---- Record extracts

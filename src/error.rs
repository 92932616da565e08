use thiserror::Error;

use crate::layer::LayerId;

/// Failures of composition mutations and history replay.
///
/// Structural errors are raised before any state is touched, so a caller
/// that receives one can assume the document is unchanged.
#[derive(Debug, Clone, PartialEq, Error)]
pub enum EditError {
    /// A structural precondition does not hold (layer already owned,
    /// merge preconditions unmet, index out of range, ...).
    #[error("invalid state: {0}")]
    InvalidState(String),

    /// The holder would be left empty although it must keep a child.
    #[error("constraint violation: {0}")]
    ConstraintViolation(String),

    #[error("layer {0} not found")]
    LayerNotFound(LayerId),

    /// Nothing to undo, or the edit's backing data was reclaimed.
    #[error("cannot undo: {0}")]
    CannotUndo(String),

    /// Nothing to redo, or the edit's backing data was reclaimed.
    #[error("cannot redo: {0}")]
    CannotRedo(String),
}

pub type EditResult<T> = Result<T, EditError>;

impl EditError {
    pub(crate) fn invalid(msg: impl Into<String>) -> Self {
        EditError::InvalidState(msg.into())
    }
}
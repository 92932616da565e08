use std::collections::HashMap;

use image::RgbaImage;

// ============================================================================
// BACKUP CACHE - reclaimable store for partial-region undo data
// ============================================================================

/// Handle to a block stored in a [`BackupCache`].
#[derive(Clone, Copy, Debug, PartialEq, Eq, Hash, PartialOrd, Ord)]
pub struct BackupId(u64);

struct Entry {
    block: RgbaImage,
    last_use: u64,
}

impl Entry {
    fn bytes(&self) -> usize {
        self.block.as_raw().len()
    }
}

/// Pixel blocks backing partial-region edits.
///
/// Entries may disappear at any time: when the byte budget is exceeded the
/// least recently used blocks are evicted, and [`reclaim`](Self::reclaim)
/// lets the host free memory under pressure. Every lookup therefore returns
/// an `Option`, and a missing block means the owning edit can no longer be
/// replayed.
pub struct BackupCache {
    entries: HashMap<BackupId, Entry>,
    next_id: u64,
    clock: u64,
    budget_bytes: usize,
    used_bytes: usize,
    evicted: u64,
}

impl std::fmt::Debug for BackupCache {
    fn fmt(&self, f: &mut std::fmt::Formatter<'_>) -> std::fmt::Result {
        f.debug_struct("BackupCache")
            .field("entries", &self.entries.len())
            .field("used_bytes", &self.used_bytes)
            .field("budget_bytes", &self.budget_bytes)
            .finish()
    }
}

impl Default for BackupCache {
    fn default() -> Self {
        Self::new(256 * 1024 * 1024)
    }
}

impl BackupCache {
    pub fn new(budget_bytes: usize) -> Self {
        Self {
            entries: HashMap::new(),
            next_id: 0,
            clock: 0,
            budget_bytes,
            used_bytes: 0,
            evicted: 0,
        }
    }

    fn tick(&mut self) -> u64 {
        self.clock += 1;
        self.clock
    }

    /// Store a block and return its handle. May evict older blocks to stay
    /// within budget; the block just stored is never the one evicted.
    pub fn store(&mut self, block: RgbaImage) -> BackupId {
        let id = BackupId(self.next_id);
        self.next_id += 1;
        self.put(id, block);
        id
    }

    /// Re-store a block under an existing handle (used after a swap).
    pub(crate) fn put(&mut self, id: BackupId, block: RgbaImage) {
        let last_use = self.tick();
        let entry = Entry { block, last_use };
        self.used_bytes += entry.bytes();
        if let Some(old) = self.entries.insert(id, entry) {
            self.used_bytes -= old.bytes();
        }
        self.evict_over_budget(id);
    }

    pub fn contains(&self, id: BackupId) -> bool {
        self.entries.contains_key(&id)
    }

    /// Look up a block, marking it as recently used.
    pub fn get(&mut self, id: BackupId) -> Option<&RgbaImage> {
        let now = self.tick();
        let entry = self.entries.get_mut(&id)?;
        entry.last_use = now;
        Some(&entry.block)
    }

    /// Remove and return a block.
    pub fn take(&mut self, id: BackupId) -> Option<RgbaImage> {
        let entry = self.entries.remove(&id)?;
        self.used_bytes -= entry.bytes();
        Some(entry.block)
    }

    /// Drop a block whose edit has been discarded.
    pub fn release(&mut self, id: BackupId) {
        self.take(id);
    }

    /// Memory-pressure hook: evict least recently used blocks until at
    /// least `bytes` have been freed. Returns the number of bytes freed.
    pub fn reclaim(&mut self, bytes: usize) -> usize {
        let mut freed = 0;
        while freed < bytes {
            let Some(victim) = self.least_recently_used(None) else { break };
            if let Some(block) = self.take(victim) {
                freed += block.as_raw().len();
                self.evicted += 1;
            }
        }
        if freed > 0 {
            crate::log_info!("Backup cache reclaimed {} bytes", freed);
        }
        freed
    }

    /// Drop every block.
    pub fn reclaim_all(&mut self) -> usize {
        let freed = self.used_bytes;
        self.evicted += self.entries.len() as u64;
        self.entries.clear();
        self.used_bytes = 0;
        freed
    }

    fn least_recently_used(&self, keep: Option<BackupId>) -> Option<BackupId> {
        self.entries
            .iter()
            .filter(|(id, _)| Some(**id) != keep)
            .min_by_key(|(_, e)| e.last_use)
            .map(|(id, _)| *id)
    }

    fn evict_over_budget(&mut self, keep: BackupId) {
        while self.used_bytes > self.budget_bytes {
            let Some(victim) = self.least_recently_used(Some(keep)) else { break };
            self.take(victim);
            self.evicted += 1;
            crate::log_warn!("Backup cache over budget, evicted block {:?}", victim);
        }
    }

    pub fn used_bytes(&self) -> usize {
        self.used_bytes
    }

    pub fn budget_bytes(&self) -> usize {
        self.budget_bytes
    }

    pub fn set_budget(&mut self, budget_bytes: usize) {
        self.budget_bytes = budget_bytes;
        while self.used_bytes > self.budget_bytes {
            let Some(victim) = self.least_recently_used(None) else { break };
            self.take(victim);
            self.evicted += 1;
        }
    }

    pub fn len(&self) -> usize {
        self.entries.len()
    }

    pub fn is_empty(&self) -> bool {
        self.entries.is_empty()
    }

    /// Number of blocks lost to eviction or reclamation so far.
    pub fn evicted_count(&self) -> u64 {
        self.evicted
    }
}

--------

- **Work instruction**: Would you tally the lines above that include "BackupCache" and reply with only the total?

- **Written response**: 6